■ **Stored items**
══════

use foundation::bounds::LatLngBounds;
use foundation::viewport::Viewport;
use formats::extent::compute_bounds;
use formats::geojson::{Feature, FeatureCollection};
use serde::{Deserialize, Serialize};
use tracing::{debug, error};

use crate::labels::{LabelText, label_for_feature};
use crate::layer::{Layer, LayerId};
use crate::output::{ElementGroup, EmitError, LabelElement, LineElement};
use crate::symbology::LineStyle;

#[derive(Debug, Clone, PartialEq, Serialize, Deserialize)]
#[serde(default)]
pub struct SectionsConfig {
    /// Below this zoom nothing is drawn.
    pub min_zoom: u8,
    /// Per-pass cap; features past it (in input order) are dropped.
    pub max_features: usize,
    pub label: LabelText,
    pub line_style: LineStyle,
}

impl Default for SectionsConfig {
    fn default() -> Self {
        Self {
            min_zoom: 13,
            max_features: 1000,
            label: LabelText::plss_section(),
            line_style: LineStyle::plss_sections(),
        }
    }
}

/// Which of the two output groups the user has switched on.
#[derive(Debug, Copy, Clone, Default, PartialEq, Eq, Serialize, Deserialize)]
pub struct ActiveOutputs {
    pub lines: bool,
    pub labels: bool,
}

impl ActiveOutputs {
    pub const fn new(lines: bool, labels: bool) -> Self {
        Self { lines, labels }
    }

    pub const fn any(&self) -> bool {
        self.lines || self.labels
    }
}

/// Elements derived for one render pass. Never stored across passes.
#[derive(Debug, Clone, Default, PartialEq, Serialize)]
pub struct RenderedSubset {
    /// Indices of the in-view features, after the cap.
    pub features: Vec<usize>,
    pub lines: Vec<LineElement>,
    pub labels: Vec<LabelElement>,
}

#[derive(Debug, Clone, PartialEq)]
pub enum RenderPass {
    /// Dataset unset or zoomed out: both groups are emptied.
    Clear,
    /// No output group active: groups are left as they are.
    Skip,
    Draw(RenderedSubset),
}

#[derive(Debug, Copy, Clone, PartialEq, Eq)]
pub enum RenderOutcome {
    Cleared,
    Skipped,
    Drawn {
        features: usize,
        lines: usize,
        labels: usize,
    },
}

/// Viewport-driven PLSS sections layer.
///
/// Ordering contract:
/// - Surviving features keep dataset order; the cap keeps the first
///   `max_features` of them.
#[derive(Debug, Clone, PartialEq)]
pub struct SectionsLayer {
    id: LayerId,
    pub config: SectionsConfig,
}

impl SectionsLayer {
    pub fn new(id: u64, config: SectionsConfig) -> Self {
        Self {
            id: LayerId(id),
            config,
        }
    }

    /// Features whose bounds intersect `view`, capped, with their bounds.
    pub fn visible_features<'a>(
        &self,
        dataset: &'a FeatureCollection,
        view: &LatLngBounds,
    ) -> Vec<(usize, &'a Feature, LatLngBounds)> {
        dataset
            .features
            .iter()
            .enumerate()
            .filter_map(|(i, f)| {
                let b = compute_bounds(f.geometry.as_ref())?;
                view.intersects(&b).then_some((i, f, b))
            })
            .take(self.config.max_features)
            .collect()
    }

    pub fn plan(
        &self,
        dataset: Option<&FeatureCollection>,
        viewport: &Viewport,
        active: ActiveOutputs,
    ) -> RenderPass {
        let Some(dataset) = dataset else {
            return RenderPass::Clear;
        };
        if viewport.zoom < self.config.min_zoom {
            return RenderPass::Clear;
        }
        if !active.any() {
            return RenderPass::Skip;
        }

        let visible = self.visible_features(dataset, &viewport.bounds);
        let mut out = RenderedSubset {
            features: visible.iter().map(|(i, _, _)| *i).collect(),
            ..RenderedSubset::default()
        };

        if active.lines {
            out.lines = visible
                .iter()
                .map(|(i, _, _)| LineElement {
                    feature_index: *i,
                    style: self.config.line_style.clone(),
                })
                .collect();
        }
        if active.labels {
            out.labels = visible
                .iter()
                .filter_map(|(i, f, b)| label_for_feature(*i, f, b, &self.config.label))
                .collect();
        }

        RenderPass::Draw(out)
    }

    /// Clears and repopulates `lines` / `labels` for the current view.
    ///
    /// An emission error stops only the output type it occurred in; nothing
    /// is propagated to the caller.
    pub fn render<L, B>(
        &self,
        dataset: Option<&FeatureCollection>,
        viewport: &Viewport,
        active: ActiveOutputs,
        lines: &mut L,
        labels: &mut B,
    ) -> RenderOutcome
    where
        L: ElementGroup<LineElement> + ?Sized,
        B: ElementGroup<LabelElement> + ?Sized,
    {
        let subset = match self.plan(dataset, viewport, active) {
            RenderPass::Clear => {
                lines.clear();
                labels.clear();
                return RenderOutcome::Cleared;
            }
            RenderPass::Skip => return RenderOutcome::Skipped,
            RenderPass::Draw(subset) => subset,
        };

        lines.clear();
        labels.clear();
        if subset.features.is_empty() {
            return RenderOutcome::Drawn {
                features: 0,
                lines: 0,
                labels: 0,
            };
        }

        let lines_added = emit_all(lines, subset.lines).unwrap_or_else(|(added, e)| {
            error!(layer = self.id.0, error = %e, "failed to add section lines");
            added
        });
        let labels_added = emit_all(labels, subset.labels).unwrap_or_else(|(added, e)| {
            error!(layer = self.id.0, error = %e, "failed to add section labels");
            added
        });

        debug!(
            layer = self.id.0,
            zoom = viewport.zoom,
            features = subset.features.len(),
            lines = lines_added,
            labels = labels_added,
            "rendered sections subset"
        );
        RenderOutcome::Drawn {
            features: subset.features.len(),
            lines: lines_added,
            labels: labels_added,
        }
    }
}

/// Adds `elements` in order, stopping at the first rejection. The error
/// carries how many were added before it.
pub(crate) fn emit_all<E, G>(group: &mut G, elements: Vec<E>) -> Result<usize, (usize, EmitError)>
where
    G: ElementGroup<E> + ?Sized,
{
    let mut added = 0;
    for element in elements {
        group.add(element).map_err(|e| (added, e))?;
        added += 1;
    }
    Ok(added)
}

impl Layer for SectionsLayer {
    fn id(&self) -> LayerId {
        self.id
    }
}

══════

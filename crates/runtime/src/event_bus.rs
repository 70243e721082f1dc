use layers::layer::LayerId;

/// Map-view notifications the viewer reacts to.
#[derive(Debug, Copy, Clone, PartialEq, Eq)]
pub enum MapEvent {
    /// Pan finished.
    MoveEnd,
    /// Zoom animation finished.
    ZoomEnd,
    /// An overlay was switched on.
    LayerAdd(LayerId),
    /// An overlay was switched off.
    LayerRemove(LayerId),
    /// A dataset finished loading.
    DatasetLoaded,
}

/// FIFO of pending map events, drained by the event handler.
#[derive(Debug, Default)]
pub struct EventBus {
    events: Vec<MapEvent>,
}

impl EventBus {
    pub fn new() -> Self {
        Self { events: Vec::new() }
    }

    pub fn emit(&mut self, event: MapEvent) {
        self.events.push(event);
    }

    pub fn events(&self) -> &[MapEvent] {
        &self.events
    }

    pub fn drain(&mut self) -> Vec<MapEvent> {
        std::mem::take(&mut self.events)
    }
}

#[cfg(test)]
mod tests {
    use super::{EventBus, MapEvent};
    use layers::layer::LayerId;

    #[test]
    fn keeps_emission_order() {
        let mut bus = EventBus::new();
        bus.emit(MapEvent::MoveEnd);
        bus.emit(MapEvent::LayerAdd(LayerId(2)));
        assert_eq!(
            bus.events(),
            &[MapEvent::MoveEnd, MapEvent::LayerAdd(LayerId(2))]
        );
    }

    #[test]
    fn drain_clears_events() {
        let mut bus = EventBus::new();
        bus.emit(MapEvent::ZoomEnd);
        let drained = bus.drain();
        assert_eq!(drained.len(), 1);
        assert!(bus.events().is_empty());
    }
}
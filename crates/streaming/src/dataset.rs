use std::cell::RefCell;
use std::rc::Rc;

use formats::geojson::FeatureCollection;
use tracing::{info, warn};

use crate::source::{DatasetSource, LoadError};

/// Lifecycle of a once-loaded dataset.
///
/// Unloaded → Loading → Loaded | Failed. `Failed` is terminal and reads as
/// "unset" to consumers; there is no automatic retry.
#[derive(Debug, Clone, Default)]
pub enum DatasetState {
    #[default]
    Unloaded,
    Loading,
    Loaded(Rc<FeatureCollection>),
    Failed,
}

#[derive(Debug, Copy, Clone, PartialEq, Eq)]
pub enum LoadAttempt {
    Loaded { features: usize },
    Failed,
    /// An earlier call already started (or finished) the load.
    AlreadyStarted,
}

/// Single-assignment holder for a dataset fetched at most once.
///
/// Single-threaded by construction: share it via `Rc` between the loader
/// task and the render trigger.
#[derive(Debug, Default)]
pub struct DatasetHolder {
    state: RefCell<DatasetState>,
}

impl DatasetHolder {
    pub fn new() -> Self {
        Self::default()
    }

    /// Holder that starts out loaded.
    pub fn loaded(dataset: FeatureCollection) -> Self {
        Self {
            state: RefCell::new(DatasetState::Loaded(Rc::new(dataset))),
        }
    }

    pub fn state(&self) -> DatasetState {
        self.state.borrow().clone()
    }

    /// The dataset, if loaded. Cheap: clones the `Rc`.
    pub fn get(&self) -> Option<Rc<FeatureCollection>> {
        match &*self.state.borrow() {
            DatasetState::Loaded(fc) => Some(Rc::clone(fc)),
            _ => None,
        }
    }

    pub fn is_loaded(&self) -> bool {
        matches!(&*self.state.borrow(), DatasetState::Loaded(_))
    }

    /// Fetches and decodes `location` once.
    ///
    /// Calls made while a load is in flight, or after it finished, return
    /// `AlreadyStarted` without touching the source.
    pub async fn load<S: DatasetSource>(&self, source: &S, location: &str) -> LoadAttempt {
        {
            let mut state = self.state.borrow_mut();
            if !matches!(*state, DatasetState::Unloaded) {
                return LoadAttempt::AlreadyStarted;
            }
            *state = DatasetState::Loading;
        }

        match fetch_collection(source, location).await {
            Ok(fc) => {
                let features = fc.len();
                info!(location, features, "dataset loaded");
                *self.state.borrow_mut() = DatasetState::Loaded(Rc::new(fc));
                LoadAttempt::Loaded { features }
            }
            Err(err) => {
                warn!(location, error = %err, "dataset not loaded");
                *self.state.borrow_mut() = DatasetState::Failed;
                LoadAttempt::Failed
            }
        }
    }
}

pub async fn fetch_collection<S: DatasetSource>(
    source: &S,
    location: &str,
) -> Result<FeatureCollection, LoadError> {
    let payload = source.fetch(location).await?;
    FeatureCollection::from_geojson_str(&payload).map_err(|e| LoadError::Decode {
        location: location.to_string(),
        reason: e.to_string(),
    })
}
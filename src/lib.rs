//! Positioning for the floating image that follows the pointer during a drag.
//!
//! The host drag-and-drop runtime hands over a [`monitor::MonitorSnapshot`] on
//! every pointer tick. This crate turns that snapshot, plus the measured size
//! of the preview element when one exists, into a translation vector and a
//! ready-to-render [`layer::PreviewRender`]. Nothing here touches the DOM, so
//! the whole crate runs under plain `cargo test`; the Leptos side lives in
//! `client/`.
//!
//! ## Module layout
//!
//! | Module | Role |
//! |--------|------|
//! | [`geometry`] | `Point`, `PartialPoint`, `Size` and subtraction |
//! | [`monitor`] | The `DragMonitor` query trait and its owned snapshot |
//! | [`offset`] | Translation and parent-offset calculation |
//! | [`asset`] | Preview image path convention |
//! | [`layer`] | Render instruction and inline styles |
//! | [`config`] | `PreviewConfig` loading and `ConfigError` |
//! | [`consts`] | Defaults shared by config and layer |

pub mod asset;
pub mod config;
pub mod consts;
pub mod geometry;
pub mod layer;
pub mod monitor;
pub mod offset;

══════

■ **Work item**
All lines above that include the word "LoadError" should be located and copied.

■ **Task result**
use crate::source::{DatasetSource, LoadError};
) -> Result<FeatureCollection, LoadError> {
    FeatureCollection::from_geojson_str(&payload).map_err(|e| LoadError::Decode {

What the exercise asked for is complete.